### WHAT YOU WILL DO
Begin at the line below that has "state.play_args = args;" and stop after the line that has "self.registry.add_idle(self.id());". Please restate only those lines, word for word.

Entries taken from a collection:
• • •

//! NetConnection and NetStream command handlers

use std::mem;

use super::info::split_stream_name;
use super::media::start_play;
use super::{Session, SessionPhase};
use crate::amf::AmfValue;
use crate::events::EventKind;
use crate::protocol::chunk::RtmpChunk;
use crate::protocol::constants::*;
use crate::protocol::message::{Command, ControlMessage, DataMessage};

impl Session {
    pub(super) fn on_connect(&mut self, command: &Command) {
        if self.phase != SessionPhase::WaitingConnect {
            tracing::debug!(session_id = self.id(), "Duplicate connect ignored");
            return;
        }

        let object = &command.command_object;
        self.app = object.get_string("app").unwrap_or_default().to_string();
        self.object_encoding = object.get_number("objectEncoding");
        self.phase = SessionPhase::Connected;

        let shared = &self.shared;
        shared.send_control(ControlMessage::WindowAckSize(self.config.window_ack_size));
        shared.send_control(ControlMessage::SetPeerBandwidth {
            size: self.config.peer_bandwidth,
            limit_type: BANDWIDTH_LIMIT_DYNAMIC,
        });
        shared.send_control(ControlMessage::SetChunkSize(shared.encoder().chunk_size()));
        shared.send_command(&Command::result(
            command.transaction_id,
            AmfValue::object([
                ("fmsVer", AmfValue::from(FMS_VERSION)),
                ("capabilities", AmfValue::from(FMS_CAPABILITIES)),
            ]),
            AmfValue::object([
                ("level", AmfValue::from(LEVEL_STATUS)),
                ("code", AmfValue::from(NC_CONNECT_SUCCESS)),
                ("description", AmfValue::from("Connection succeeded.")),
                ("objectEncoding", AmfValue::from(self.object_encoding.unwrap_or(0.0))),
            ]),
        ));

        tracing::info!(
            session_id = self.id(),
            peer = %shared.peer_addr(),
            app = %self.app,
            "Client connected"
        );
        let state = shared.lock();
        shared.emit(
            &state,
            EventKind::Connect {
                app: self.app.clone(),
                args: object.clone(),
            },
        );
    }

    pub(super) fn on_create_stream(&mut self, command: &Command) {
        self.streams += 1;
        self.shared.send_command(&Command::result(
            command.transaction_id,
            AmfValue::Null,
            AmfValue::from(self.streams),
        ));
    }

    pub(super) fn on_publish(&mut self, command: &Command) {
        if !self.phase.is_connected() {
            return;
        }
        let Some(name) = command.arg_str(0) else {
            return;
        };
        let stream_id = command.stream_id;
        let (stream_name, args) = split_stream_name(name);
        let path = format!("/{}/{}", self.app, stream_name);
        let shared = self.shared.clone();

        shared.emit_for(&path, &args, EventKind::PrePublish);

        if !self.config.push_allow.check(shared.peer_addr().ip()) {
            tracing::warn!(session_id = self.id(), path = %path, peer = %shared.peer_addr(), "Publish rejected");
            shared.send_status(
                stream_id,
                LEVEL_ERROR,
                NS_PUBLISH_UNAUTHORIZED,
                "Authorization required.",
            );
            return;
        }

        if self.registry.has_publisher(&path) {
            tracing::warn!(session_id = self.id(), path = %path, "Publish rejected: path taken");
            shared.send_status(
                stream_id,
                LEVEL_ERROR,
                NS_PUBLISH_BAD_NAME,
                "Stream already publishing",
            );
            return;
        }

        if shared.lock().publishing {
            shared.send_status(
                stream_id,
                LEVEL_ERROR,
                NS_PUBLISH_BAD_CONNECTION,
                "Connection already publishing",
            );
            return;
        }

        if let Err(e) = self.registry.register_publisher(&path, self.id()) {
            tracing::warn!(session_id = self.id(), error = %e, "Publish rejected");
            shared.send_status(
                stream_id,
                LEVEL_ERROR,
                NS_PUBLISH_BAD_NAME,
                "Stream already publishing",
            );
            return;
        }

        {
            let mut state = shared.lock();
            state.publishing = true;
            state.publish_stream_id = stream_id;
            state.publish_path = path.clone();
            state.publish_args = args;
        }
        shared.send_stream_status(stream_id, NS_PUBLISH_START, &format!("{} is now published.", path));

        for player in self.registry.idle_players() {
            let waiting = {
                let state = player.lock();
                state.idling && state.play_path == path
            };
            // Whoever removes the idle entry starts playback
            if waiting && self.registry.remove_idle(player.id()) {
                start_play(&self.registry, &player, &shared);
            }
        }

        tracing::info!(session_id = self.id(), path = %path, "Publish started");
        let state = shared.lock();
        shared.emit(&state, EventKind::Publish);
    }

    pub(super) fn on_play(&mut self, command: &Command) {
        if !self.phase.is_connected() {
            return;
        }
        let Some(name) = command.arg_str(0) else {
            return;
        };
        let stream_id = command.stream_id;
        let (stream_name, args) = split_stream_name(name);
        let path = format!("/{}/{}", self.app, stream_name);
        let shared = self.shared.clone();

        shared.emit_for(&path, &args, EventKind::PrePlay);

        if !self.config.pull_allow.check(shared.peer_addr().ip()) {
            tracing::warn!(session_id = self.id(), path = %path, peer = %shared.peer_addr(), "Play rejected");
            shared.send_status(stream_id, LEVEL_ERROR, NS_PLAY_UNAUTHORIZED, "Authorization required.");
            return;
        }

        {
            let mut state = shared.lock();
            if state.playing || state.idling {
                drop(state);
                shared.send_status(
                    stream_id,
                    LEVEL_ERROR,
                    NS_PLAY_BAD_CONNECTION,
                    "Connection already playing",
                );
                return;
            }
            state.play_stream_id = stream_id;
            state.play_path = path.clone();
            state.play_args = args;
            state.idling = true;
        }

        shared.send_stream_begin(stream_id);
        shared.send_stream_status(stream_id, NS_PLAY_RESET, "Playing and resetting stream.");
        shared.send_stream_status(stream_id, NS_PLAY_START, "Started playing stream.");
        let mut sample_access = DataMessage::sample_access();
        sample_access.stream_id = stream_id;
        shared.send_chunk(&sample_access.to_chunk());

        // Wait in the idle set first so a concurrent publish cannot be missed
        self.registry.add_idle(self.id());
        match self.registry.publisher(&path) {
            Some(publisher) => {
                if self.registry.remove_idle(self.id()) {
                    start_play(&self.registry, &shared, &publisher);
                }
            }
            None => {
                tracing::info!(session_id = self.id(), path = %path, "Waiting for publisher");
            }
        }
    }

    pub(super) fn on_pause(&mut self, command: &Command) {
        let pause = command.arg_bool(0).unwrap_or(false);
        let shared = self.shared.clone();
        let (stream_id, path) = {
            let mut state = shared.lock();
            if state.play_stream_id == 0 {
                return;
            }
            state.paused = pause;
            (state.play_stream_id, state.play_path.clone())
        };

        if pause {
            shared.send_stream_eof(stream_id);
            shared.send_stream_status(stream_id, NS_PAUSE_NOTIFY, "Paused live");
        } else {
            shared.send_stream_begin(stream_id);
            if let Some(publisher) = self.registry.publisher(&path) {
                let (clock, audio, video) = {
                    let state = publisher.lock();
                    (
                        state.media.clock,
                        state.media.aac_sequence_header.clone(),
                        state.media.avc_sequence_header.clone(),
                    )
                };
                if let Some(payload) = audio {
                    let chunk = RtmpChunk::new(CSID_AUDIO, MSG_AUDIO, stream_id, payload);
                    shared.send_chunk(&chunk.with_timestamp(clock));
                }
                if let Some(payload) = video {
                    let chunk = RtmpChunk::new(CSID_VIDEO, MSG_VIDEO, stream_id, payload);
                    shared.send_chunk(&chunk.with_timestamp(clock));
                }
            }
            shared.send_stream_status(stream_id, NS_UNPAUSE_NOTIFY, "Unpaused live");
        }
        tracing::debug!(session_id = self.id(), path = %path, paused = pause, "Pause");
    }

    pub(super) fn on_receive_audio(&mut self, command: &Command) {
        let receive = command.arg_bool(0).unwrap_or(true);
        self.shared.lock().receive_audio = receive;
        tracing::debug!(session_id = self.id(), receive_audio = receive, "receiveAudio");
    }

    pub(super) fn on_receive_video(&mut self, command: &Command) {
        let receive = command.arg_bool(0).unwrap_or(true);
        self.shared.lock().receive_video = receive;
        tracing::debug!(session_id = self.id(), receive_video = receive, "receiveVideo");
    }

    pub(super) fn on_delete_stream(&mut self, command: &Command) {
        let stream_id = command.arg_number(0).unwrap_or(0.0) as u32;
        self.delete_stream(stream_id);
    }

    pub(super) fn on_close_stream(&mut self, command: &Command) {
        self.delete_stream(command.stream_id);
    }

    /// Close the play or publish stream with this message stream id
    pub(super) fn delete_stream(&mut self, stream_id: u32) {
        if stream_id == 0 {
            return;
        }
        let (play, publish) = {
            let state = self.shared.lock();
            (
                state.play_stream_id == stream_id,
                state.publish_stream_id == stream_id,
            )
        };
        if play {
            self.close_play();
        }
        if publish {
            self.close_publish();
        }
    }

    fn close_play(&mut self) {
        let shared = self.shared.clone();
        let (idling, path, stream_id, alive) = {
            let state = shared.lock();
            (state.idling, state.play_path.clone(), state.play_stream_id, state.alive)
        };

        if idling {
            self.registry.remove_idle(self.id());
        } else {
            if let Some(publisher) = self.registry.publisher(&path) {
                publisher.lock().players.remove(&self.id());
            }
            let state = shared.lock();
            shared.emit(&state, EventKind::DonePlay);
        }
        tracing::info!(session_id = self.id(), path = %path, "Play stopped");

        if alive {
            shared.send_stream_status(stream_id, NS_PLAY_STOP, "Stopped playing stream.");
        }

        let mut state = shared.lock();
        state.idling = false;
        state.playing = false;
        state.paused = false;
        state.play_stream_id = 0;
        state.play_path.clear();
        state.play_args.clear();
    }

    fn close_publish(&mut self) {
        let shared = self.shared.clone();
        let (path, stream_id, alive, players) = {
            let mut state = shared.lock();
            if !state.publishing {
                state.publish_stream_id = 0;
                state.publish_path.clear();
                state.publish_args.clear();
                return;
            }
            shared.emit(&state, EventKind::DonePublish);
            state.publishing = false;
            if let Some(gop) = state.media.gop.as_mut() {
                gop.clear();
            }
            (
                state.publish_path.clone(),
                state.publish_stream_id,
                state.alive,
                mem::take(&mut state.players),
            )
        };

        if alive {
            shared.send_stream_status(stream_id, NS_UNPUBLISH_SUCCESS, &format!("{} is now unpublished.", path));
        }

        // Players go back to waiting for the next publisher on this path
        for player in self.registry.sessions(players.iter()) {
            let play_stream_id = {
                let mut state = player.lock();
                if !state.alive {
                    continue;
                }
                state.playing = false;
                state.idling = true;
                state.play_stream_id
            };
            player.send_stream_status(play_stream_id, NS_PLAY_UNPUBLISH_NOTIFY, "stream is now unpublished.");
            player.send_stream_eof(play_stream_id);
            player.outbound().flush();
            self.registry.add_idle(player.id());
        }

        if let Err(e) = self.registry.unregister_publisher(&path, self.id()) {
            tracing::warn!(session_id = self.id(), path = %path, error = %e, "Unpublish");
        }
        tracing::info!(session_id = self.id(), path = %path, players = players.len(), "Publish stopped");

        let mut state = shared.lock();
        state.publish_stream_id = 0;
        state.publish_path.clear();
        state.publish_args.clear();
    }
}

• • •

### EXERCISE OUTPUT
            state.play_args = args;
            state.idling = true;
        }

        shared.send_stream_begin(stream_id);
        shared.send_stream_status(stream_id, NS_PLAY_RESET, "Playing and resetting stream.");
        shared.send_stream_status(stream_id, NS_PLAY_START, "Started playing stream.");
        let mut sample_access = DataMessage::sample_access();
        sample_access.stream_id = stream_id;
        shared.send_chunk(&sample_access.to_chunk());

        // Wait in the idle set first so a concurrent publish cannot be missed
        self.registry.add_idle(self.id());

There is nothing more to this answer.